* **Records from a collection**:
== Segment start ==
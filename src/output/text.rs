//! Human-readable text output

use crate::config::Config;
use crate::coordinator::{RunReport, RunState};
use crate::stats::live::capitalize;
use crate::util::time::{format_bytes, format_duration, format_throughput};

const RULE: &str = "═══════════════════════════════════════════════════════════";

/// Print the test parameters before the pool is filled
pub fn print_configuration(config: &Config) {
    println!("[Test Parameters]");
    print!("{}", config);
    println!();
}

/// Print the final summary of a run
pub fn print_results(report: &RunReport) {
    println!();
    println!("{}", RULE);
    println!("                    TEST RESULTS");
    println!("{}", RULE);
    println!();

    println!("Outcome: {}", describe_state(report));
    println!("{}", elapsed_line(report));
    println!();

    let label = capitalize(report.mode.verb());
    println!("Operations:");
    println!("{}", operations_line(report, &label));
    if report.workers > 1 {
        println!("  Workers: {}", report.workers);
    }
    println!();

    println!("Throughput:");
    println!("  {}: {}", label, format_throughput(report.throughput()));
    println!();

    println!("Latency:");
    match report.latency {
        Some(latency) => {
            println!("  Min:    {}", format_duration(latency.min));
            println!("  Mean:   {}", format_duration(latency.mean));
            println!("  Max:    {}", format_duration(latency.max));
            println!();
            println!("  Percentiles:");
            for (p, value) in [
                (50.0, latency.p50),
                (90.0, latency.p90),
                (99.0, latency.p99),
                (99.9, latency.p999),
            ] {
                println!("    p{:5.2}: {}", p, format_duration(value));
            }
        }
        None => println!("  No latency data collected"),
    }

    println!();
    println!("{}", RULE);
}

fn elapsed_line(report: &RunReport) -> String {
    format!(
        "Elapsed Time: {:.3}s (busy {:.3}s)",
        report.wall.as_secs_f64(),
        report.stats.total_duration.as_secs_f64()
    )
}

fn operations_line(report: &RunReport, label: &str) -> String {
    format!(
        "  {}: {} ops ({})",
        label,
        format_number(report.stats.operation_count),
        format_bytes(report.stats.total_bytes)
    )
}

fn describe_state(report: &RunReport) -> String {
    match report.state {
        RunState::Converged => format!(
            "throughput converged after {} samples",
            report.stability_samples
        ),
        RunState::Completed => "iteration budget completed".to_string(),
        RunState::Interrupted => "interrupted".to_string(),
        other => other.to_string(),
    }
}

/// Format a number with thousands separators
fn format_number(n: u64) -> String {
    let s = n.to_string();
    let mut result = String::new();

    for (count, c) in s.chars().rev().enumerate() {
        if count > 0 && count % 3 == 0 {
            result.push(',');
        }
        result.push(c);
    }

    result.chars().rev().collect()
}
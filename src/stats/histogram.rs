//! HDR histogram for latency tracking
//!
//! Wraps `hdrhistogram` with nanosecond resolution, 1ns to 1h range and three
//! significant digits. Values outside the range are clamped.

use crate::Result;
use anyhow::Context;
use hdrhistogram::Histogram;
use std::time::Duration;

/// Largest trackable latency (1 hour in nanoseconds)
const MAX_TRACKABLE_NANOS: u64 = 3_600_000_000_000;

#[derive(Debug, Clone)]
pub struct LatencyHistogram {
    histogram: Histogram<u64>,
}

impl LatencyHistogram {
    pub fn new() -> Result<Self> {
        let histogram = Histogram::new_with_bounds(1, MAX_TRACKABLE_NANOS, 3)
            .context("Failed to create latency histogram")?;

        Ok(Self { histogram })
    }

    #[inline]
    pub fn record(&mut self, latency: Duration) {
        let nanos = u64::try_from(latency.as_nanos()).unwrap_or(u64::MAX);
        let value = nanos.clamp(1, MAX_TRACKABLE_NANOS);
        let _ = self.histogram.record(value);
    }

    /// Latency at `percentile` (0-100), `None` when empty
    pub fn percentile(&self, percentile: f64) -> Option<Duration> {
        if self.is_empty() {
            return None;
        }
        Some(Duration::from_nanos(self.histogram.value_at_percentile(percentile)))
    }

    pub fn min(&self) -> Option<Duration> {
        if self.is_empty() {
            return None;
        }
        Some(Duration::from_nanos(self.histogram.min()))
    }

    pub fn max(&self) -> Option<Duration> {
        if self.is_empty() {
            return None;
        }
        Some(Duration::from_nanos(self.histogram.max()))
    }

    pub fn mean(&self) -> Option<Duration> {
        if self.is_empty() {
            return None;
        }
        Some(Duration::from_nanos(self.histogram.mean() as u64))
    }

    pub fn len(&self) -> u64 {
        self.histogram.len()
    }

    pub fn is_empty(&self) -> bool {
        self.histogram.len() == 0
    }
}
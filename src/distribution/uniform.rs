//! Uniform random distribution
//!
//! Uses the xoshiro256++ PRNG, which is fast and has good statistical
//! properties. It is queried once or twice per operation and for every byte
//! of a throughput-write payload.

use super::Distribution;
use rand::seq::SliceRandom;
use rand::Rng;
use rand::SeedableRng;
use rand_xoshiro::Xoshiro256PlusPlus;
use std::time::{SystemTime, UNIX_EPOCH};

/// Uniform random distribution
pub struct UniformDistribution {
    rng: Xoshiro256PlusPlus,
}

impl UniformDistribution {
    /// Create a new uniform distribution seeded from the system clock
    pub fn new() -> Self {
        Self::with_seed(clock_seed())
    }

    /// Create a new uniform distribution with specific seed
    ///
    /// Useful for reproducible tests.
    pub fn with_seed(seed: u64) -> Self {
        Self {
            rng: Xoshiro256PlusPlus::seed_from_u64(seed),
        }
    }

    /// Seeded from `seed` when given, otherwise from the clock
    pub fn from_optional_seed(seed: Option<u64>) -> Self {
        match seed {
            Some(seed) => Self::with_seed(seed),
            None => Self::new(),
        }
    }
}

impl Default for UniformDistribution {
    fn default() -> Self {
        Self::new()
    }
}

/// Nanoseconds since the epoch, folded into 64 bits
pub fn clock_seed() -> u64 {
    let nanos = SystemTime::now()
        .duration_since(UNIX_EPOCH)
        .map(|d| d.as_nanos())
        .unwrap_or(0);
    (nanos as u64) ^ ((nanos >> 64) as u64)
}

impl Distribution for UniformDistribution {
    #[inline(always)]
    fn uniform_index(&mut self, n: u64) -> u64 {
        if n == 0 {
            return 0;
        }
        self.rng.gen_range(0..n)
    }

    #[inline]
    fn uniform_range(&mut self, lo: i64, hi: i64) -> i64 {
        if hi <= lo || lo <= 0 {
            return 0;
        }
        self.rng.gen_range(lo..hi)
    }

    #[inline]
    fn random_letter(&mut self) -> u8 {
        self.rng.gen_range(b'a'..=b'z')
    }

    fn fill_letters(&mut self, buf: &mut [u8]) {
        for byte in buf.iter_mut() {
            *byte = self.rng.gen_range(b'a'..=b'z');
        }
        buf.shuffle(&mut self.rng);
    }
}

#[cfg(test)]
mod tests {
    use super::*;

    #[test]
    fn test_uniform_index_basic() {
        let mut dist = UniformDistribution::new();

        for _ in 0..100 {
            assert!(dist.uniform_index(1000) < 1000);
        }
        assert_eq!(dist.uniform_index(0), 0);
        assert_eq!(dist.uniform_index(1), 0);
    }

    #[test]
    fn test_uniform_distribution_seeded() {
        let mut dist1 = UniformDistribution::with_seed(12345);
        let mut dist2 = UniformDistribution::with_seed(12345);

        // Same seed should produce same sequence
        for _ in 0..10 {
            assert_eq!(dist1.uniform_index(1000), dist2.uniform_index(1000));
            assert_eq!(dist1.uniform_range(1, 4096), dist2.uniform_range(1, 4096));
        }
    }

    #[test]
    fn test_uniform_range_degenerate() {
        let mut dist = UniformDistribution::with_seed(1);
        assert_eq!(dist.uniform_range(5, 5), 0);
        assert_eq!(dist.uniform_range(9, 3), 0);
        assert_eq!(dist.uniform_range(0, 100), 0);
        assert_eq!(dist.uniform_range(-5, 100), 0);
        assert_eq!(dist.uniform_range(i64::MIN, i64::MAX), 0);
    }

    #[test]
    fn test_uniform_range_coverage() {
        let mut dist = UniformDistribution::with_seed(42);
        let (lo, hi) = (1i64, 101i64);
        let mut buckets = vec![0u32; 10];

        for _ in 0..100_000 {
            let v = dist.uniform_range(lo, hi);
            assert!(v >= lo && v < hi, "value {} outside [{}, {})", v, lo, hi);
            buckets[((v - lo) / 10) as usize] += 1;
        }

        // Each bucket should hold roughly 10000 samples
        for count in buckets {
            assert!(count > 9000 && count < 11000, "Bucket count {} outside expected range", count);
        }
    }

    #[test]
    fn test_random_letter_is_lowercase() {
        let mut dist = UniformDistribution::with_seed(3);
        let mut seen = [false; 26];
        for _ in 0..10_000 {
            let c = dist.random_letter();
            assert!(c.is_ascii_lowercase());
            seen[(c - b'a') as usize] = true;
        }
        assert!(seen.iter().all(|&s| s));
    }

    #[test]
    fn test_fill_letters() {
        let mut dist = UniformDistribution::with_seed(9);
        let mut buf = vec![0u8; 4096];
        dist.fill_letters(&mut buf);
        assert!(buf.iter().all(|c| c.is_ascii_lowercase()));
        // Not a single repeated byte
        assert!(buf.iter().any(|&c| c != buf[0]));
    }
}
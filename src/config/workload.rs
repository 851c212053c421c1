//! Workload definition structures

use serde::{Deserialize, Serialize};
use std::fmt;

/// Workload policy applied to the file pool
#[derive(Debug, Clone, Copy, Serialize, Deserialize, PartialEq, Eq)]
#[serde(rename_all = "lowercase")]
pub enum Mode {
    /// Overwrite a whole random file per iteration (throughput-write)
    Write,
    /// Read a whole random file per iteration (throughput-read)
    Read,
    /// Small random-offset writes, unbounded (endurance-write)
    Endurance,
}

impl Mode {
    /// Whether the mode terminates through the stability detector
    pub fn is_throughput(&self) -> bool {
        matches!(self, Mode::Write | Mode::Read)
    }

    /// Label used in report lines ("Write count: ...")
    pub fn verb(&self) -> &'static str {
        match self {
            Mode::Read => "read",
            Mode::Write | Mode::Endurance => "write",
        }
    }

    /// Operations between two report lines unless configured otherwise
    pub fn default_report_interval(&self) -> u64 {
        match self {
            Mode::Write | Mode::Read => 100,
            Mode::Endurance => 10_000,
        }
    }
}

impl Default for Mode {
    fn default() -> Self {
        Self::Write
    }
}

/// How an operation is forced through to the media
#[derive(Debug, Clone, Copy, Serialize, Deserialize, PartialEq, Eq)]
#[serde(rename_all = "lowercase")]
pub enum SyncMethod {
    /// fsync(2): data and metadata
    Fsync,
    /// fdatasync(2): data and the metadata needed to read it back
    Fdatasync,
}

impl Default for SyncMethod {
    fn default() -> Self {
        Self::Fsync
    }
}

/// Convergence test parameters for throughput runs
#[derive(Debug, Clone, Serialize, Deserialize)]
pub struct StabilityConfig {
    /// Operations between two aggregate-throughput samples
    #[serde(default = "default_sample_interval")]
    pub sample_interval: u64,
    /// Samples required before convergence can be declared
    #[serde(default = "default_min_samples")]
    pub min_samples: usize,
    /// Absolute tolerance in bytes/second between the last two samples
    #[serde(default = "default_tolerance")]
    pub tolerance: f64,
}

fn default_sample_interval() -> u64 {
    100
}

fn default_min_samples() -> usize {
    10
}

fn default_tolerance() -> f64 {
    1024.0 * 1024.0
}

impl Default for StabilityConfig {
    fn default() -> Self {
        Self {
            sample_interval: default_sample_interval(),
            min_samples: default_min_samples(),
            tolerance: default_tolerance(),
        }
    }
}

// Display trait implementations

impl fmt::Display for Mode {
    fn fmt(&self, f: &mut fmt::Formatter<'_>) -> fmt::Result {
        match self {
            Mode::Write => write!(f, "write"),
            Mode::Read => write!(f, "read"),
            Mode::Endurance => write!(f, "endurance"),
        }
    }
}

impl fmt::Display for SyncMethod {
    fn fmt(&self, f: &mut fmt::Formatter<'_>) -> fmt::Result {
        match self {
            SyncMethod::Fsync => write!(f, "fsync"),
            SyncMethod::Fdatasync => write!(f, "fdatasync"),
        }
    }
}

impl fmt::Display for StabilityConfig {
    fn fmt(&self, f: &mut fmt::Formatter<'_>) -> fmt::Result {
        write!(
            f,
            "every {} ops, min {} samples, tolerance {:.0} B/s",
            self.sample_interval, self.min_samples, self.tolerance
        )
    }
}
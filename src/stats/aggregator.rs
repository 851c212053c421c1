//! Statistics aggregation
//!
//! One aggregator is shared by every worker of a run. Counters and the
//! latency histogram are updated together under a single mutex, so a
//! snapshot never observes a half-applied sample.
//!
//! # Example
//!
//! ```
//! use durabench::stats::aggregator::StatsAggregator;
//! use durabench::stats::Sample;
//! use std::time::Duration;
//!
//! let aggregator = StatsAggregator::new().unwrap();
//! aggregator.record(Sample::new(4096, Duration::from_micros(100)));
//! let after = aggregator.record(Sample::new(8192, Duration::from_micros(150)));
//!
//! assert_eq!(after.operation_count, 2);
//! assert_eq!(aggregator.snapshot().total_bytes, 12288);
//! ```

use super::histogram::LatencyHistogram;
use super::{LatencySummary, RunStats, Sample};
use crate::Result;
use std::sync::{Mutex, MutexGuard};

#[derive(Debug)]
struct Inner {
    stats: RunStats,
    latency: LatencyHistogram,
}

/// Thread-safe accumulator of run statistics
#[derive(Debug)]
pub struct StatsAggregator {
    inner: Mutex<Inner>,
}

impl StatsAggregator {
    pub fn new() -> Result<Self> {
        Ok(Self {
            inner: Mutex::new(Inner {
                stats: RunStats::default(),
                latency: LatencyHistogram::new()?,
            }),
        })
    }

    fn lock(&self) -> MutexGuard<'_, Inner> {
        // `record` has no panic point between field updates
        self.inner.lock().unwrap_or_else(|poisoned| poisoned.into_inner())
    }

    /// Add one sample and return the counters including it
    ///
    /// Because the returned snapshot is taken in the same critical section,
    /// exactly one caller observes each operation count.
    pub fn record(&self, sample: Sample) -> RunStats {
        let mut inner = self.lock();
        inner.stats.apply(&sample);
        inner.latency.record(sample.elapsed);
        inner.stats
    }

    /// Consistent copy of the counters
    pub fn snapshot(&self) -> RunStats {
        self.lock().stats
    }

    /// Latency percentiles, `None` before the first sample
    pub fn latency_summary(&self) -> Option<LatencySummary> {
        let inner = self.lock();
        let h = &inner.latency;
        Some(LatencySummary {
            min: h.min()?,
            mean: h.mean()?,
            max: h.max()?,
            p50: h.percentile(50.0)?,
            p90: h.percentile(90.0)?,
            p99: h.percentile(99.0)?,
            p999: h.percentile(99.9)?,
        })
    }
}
== Segment end ==
Please make an exact copy of the lines above from the line with "assert_eq!(dist.uniform_index(1), 0);" through the line with "buckets[((v - lo)", both ends included.

        assert_eq!(dist.uniform_index(1), 0);
    }

    #[test]
    fn test_uniform_distribution_seeded() {
        let mut dist1 = UniformDistribution::with_seed(12345);
        let mut dist2 = UniformDistribution::with_seed(12345);

        // Same seed should produce same sequence
        for _ in 0..10 {
            assert_eq!(dist1.uniform_index(1000), dist2.uniform_index(1000));
            assert_eq!(dist1.uniform_range(1, 4096), dist2.uniform_range(1, 4096));
        }
    }

    #[test]
    fn test_uniform_range_degenerate() {
        let mut dist = UniformDistribution::with_seed(1);
        assert_eq!(dist.uniform_range(5, 5), 0);
        assert_eq!(dist.uniform_range(9, 3), 0);
        assert_eq!(dist.uniform_range(0, 100), 0);
        assert_eq!(dist.uniform_range(-5, 100), 0);
        assert_eq!(dist.uniform_range(i64::MIN, i64::MAX), 0);
    }

    #[test]
    fn test_uniform_range_coverage() {
        let mut dist = UniformDistribution::with_seed(42);
        let (lo, hi) = (1i64, 101i64);
        let mut buckets = vec![0u32; 10];

        for _ in 0..100_000 {
            let v = dist.uniform_range(lo, hi);
            assert!(v >= lo && v < hi, "value {} outside [{}, {})", v, lo, hi);
            buckets[((v - lo) / 10) as usize] += 1;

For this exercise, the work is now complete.